After repulsing numerous nighttime attacks, Calvert had two relatively quiet weeks to fortify White City. Under his direction a thick hedge of barbed wire was put in place and surrounded with mines and booby traps. Firing positions were dug in and camouflaged; reinforced with logs and earth, these positions were invisible and all-but impenetrable. Calvert also established a defensive fire plan to coordinate machine gun and mortar fire. Some 2-pounder anti-tank guns arrived on 29 March and were quickly put in place. These were followed by engineers who built a landing strip capable of handling C-47 cargo aircraft, which delivered more artillery. White City was eventually defended by four anti-tank guns, six Bofors 40 mm autocannons and four 25-pounders.[20] Calvert had a not insubstantial arsenal at his disposal.
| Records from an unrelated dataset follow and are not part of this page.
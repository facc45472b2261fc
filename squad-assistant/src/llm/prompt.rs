// Prompt templates for squad improvement recommendations.
//
// The roster is sent as a compact JSON array so a full club fits in one
// request. Only the fields the model needs to reason about lineups and
// chemistry are included.

use serde::Serialize;

use crate::roster::RosterEntry;

// ---------------------------------------------------------------------------
// Compact roster projection
// ---------------------------------------------------------------------------

/// The subset of a roster entry sent to the model.
#[derive(Debug, Clone, PartialEq, Serialize)]
pub struct CompactPlayer {
    pub name: String,
    #[serde(skip_serializing_if = "Option::is_none")]
    pub rating: Option<u8>,
    pub positions: Vec<String>,
    pub team: String,
    pub league: String,
    pub nation: String,
    pub untradeable: bool,
    /// Coin price, or `None` when unavailable.
    pub price: Option<u64>,
    #[serde(skip_serializing_if = "Option::is_none")]
    pub stats: Option<CompactStats>,
}

#[derive(Debug, Clone, PartialEq, Serialize)]
pub struct CompactStats {
    pub pac: u8,
    pub sho: u8,
    pub pas: u8,
    pub dri: u8,
    pub def: u8,
    pub phy: u8,
    #[serde(skip_serializing_if = "Option::is_none")]
    pub archetype: Option<String>,
    #[serde(rename = "playStyles", skip_serializing_if = "Vec::is_empty")]
    pub play_styles: Vec<String>,
    #[serde(rename = "playStylesPlus", skip_serializing_if = "Vec::is_empty")]
    pub play_styles_plus: Vec<String>,
}

impl CompactPlayer {
    pub fn from_entry(entry: &RosterEntry) -> Self {
        CompactPlayer {
            name: entry.name.clone(),
            rating: entry.rating,
            positions: entry.positions(),
            team: entry.team.clone(),
            league: entry.league.clone(),
            nation: entry.nation.clone(),
            untradeable: entry.untradeable,
            price: entry.external_price.coins(),
            stats: entry.detailed.as_ref().map(|d| CompactStats {
                pac: d.pace,
                sho: d.shooting,
                pas: d.passing,
                dri: d.dribbling,
                def: d.defending,
                phy: d.physicality,
                archetype: d.archetype.clone(),
                play_styles: d.play_styles.clone(),
                play_styles_plus: d.play_styles_plus.clone(),
            }),
        }
    }
}

// ---------------------------------------------------------------------------
// System prompt
// ---------------------------------------------------------------------------

/// Return the static system prompt for recommendation requests.
pub fn system_prompt() -> String {
    "You are an expert EA FC Ultimate Team squad builder.\n\
     \n\
     You receive the user's club as a JSON array of players, their coin budget, and \
     optionally a preferred formation. Each player lists rating, positions, club, league, \
     nation, whether the card is untradeable, its market price (null when unknown), and \
     face stats when known.\n\
     \n\
     Your job:\n\
     1. Build the strongest starting XI from the club, maximizing team chemistry \
     (shared club, league and nation links) as well as rating. Use exactly 11 players, \
     each in a position they can play.\n\
     2. Suggest upgrades the user can afford with their budget. Each upgrade names the \
     club player to replace, the replacement's name, league, nation and club, an \
     approximate price in coins, and a one-sentence reason. The combined price of all \
     upgrades must not exceed the budget.\n\
     3. Write a short strategy summary (2-3 sentences).\n\
     \n\
     Respond with ONLY a JSON object, no markdown and no commentary, matching:\n\
     {\"suggestedLineup\":{\"formation\":string,\"players\":[{\"name\":string,\
     \"position\":string,\"rating\":string,\"team\":string,\"league\":string,\
     \"nation\":string}]},\"upgrades\":[{\"replace\":string,\"with\":{\"name\":string,\
     \"league\":string,\"nation\":string,\"club\":string},\"approximatePrice\":number,\
     \"reason\":string}],\"summary\":string}"
        .to_string()
}

// ---------------------------------------------------------------------------
// Recommendation prompt
// ---------------------------------------------------------------------------

/// Build the user message for a recommendation request.
pub fn build_recommendation_prompt(
    players: &[CompactPlayer],
    budget: u64,
    formation: Option<&str>,
) -> String {
    // Serializing plain structs of strings and numbers cannot fail.
    let roster_json = serde_json::to_string(players).unwrap_or_else(|_| "[]".to_string());

    let mut prompt = String::with_capacity(roster_json.len() + 512);

    prompt.push_str("## BUDGET\n");
    prompt.push_str(&format!("{budget} coins\n\n"));

    prompt.push_str("## FORMATION\n");
    match formation.map(str::trim).filter(|f| !f.is_empty()) {
        Some(f) => prompt.push_str(&format!("Use the {f} formation.\n\n")),
        None => prompt.push_str("Choose the formation that best suits this club.\n\n"),
    }

    prompt.push_str(&format!("## MY CLUB ({} players)\n", players.len()));
    prompt.push_str(&roster_json);
    prompt.push_str("\n\n");

    prompt.push_str(
        "Untradeable players cannot be sold; prefer keeping them in the lineup. \
         Return only the JSON object.",
    );

    prompt
}

#[cfg(test)]
mod tests {
    use super::*;
    use crate::roster::{DetailedStats, Price, StatsSource};

    fn entry() -> RosterEntry {
        let mut e = RosterEntry::new("189596", "Thomas Müller");
        e.rating = Some(87);
        e.preferred_position = "CAM".into();
        e.alternate_positions = "ST, CF".into();
        e.team = "FC Bayern".into();
        e.league = "Bundesliga".into();
        e.nation = "Germany".into();
        e.untradeable = true;
        e.external_price = Price::Coins(42_000);
        e
    }

    #[test]
    fn compact_player_without_stats_omits_them() {
        let compact = CompactPlayer::from_entry(&entry());
        assert_eq!(compact.positions, vec!["CAM", "ST", "CF"]);
        assert!(compact.untradeable);
        assert_eq!(compact.price, Some(42_000));

        let json = serde_json::to_value(&compact).unwrap();
        assert!(json.get("stats").is_none());
        assert_eq!(json["rating"], 87);
        assert_eq!(json["untradeable"], true);
    }

    #[test]
    fn compact_player_includes_known_stats() {
        let mut e = entry();
        e.external_price = Price::Unavailable;
        e.detailed = Some(DetailedStats {
            pace: 70,
            shooting: 84,
            passing: 85,
            dribbling: 83,
            defending: 50,
            physicality: 72,
            play_styles: vec![],
            play_styles_plus: vec!["Incisive Pass".into()],
            archetype: Some("Magician".into()),
            tactical_intelligence: None,
            source: StatsSource::Reference,
        });
        let json = serde_json::to_value(CompactPlayer::from_entry(&e)).unwrap();
        assert_eq!(json["price"], serde_json::Value::Null);
        assert_eq!(json["stats"]["pac"], 70);
        assert_eq!(json["stats"]["archetype"], "Magician");
        assert_eq!(json["stats"]["playStylesPlus"][0], "Incisive Pass");
        assert!(json["stats"].get("playStyles").is_none());
    }

    #[test]
    fn prompt_contains_budget_formation_and_roster() {
        let players = vec![CompactPlayer::from_entry(&entry())];
        let prompt = build_recommendation_prompt(&players, 50_000, Some("4-2-3-1"));
        assert!(prompt.contains("50000 coins"));
        assert!(prompt.contains("Use the 4-2-3-1 formation."));
        assert!(prompt.contains("## MY CLUB (1 players)"));
        assert!(prompt.contains("Thomas Müller"));
    }

    #[test]
    fn prompt_without_formation_lets_model_choose() {
        let prompt = build_recommendation_prompt(&[], 0, Some("  "));
        assert!(prompt.contains("Choose the formation"));
        assert!(prompt.contains("[]"));
    }

    #[test]
    fn system_prompt_describes_schema() {
        let sys = system_prompt();
        assert!(sys.contains("suggestedLineup"));
        assert!(sys.contains("approximatePrice"));
        assert!(sys.contains("exactly 11"));
    }
}
// Club-wide aggregates over the unfiltered roster.

use serde::{Deserialize, Serialize};

use crate::roster::Roster;

#[derive(Debug, Clone, Copy, PartialEq, Default, Serialize, Deserialize)]
pub struct ClubStats {
    pub player_count: usize,
    /// Entries with a known rating.
    pub rated_count: usize,
    /// Entries with an available price.
    pub priced_count: usize,
    pub tradeable_count: usize,
    pub detailed_count: usize,
    /// 0.0 when nothing is rated.
    pub average_rating: f64,
    /// 0 when nothing is priced.
    pub min_price: u64,
    pub max_price: u64,
    /// Sum of available prices.
    pub total_value: u64,
}

impl ClubStats {
    /// Aggregate over every entry. Unknown ratings and unavailable prices are
    /// skipped; an empty roster yields all zeros.
    pub fn compute(roster: &Roster) -> Self {
        let mut stats = ClubStats {
            player_count: roster.len(),
            ..Default::default()
        };

        let mut rating_sum = 0u64;
        let mut min_price: Option<u64> = None;
        for entry in roster.entries() {
            if let Some(r) = entry.rating {
                rating_sum += u64::from(r);
                stats.rated_count += 1;
            }
            if let Some(price) = entry.external_price.coins() {
                stats.priced_count += 1;
                stats.max_price = stats.max_price.max(price);
                min_price = Some(min_price.map_or(price, |m| m.min(price)));
                stats.total_value = stats.total_value.saturating_add(price);
            }
            if entry.is_tradeable() {
                stats.tradeable_count += 1;
            }
            if entry.has_detailed_stats() {
                stats.detailed_count += 1;
            }
        }

        stats.min_price = min_price.unwrap_or(0);
        if stats.rated_count > 0 {
            stats.average_rating = rating_sum as f64 / stats.rated_count as f64;
        }
        stats
    }
}

#[cfg(test)]
mod tests {
    use super::*;
    use crate::roster::{Price, RosterEntry};

    fn entry(rating: Option<u8>, price: Price) -> RosterEntry {
        let mut e = RosterEntry::new("1", "P");
        e.rating = rating;
        e.external_price = price;
        e
    }

    #[test]
    fn empty_roster_is_zeroed() {
        let stats = ClubStats::compute(&Roster::new(vec![]));
        assert_eq!(stats, ClubStats::default());
    }

    #[test]
    fn skips_unavailable_prices_and_unknown_ratings() {
        let roster = Roster::new(vec![
            entry(Some(80), Price::Coins(1_000)),
            entry(Some(90), Price::Unavailable),
            entry(None, Price::Coins(250)),
        ]);
        let stats = ClubStats::compute(&roster);
        assert_eq!(stats.player_count, 3);
        assert_eq!(stats.rated_count, 2);
        assert!((stats.average_rating - 85.0).abs() < 1e-9);
        assert_eq!(stats.priced_count, 2);
        assert_eq!(stats.min_price, 250);
        assert_eq!(stats.max_price, 1_000);
        assert_eq!(stats.total_value, 1_250);
    }

    #[test]
    fn zero_price_counts_as_a_price() {
        let roster = Roster::new(vec![
            entry(Some(50), Price::Coins(0)),
            entry(Some(50), Price::Coins(10)),
        ]);
        let stats = ClubStats::compute(&roster);
        assert_eq!(stats.min_price, 0);
        assert_eq!(stats.priced_count, 2);
    }

    #[test]
    fn counts_tradeable_and_detailed() {
        let mut locked = entry(Some(70), Price::Unavailable);
        locked.untradeable = true;
        let roster = Roster::new(vec![locked, entry(Some(70), Price::Unavailable)]);
        let stats = ClubStats::compute(&roster);
        assert_eq!(stats.tradeable_count, 1);
        assert_eq!(stats.detailed_count, 0);
    }
}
On 6 April the White City again came under attack. The Japanese shelled and bombed the block throughout the afternoon. Calvert recalled that the terrain combined with meticulous attention to detail in constructing the positions provided shelter, and that casualties were low.[21] The only effective weapon the Japanese possessed was a 6-inch mortar, an old coastal defence piece they had laboriously dragged through the jungle to bombard the block. The mortar fired a bomb four and a half feet long that was in flight for more than 30 seconds.[22] Calvert described the mortar as "the bane of our existence."[21] Calvert spent the attack in a dugout, coordinating his troops' response via telephone. He reported that stiff resistance led by his friend Ian MacPherson prevented the Japanese from breaching the block.[21]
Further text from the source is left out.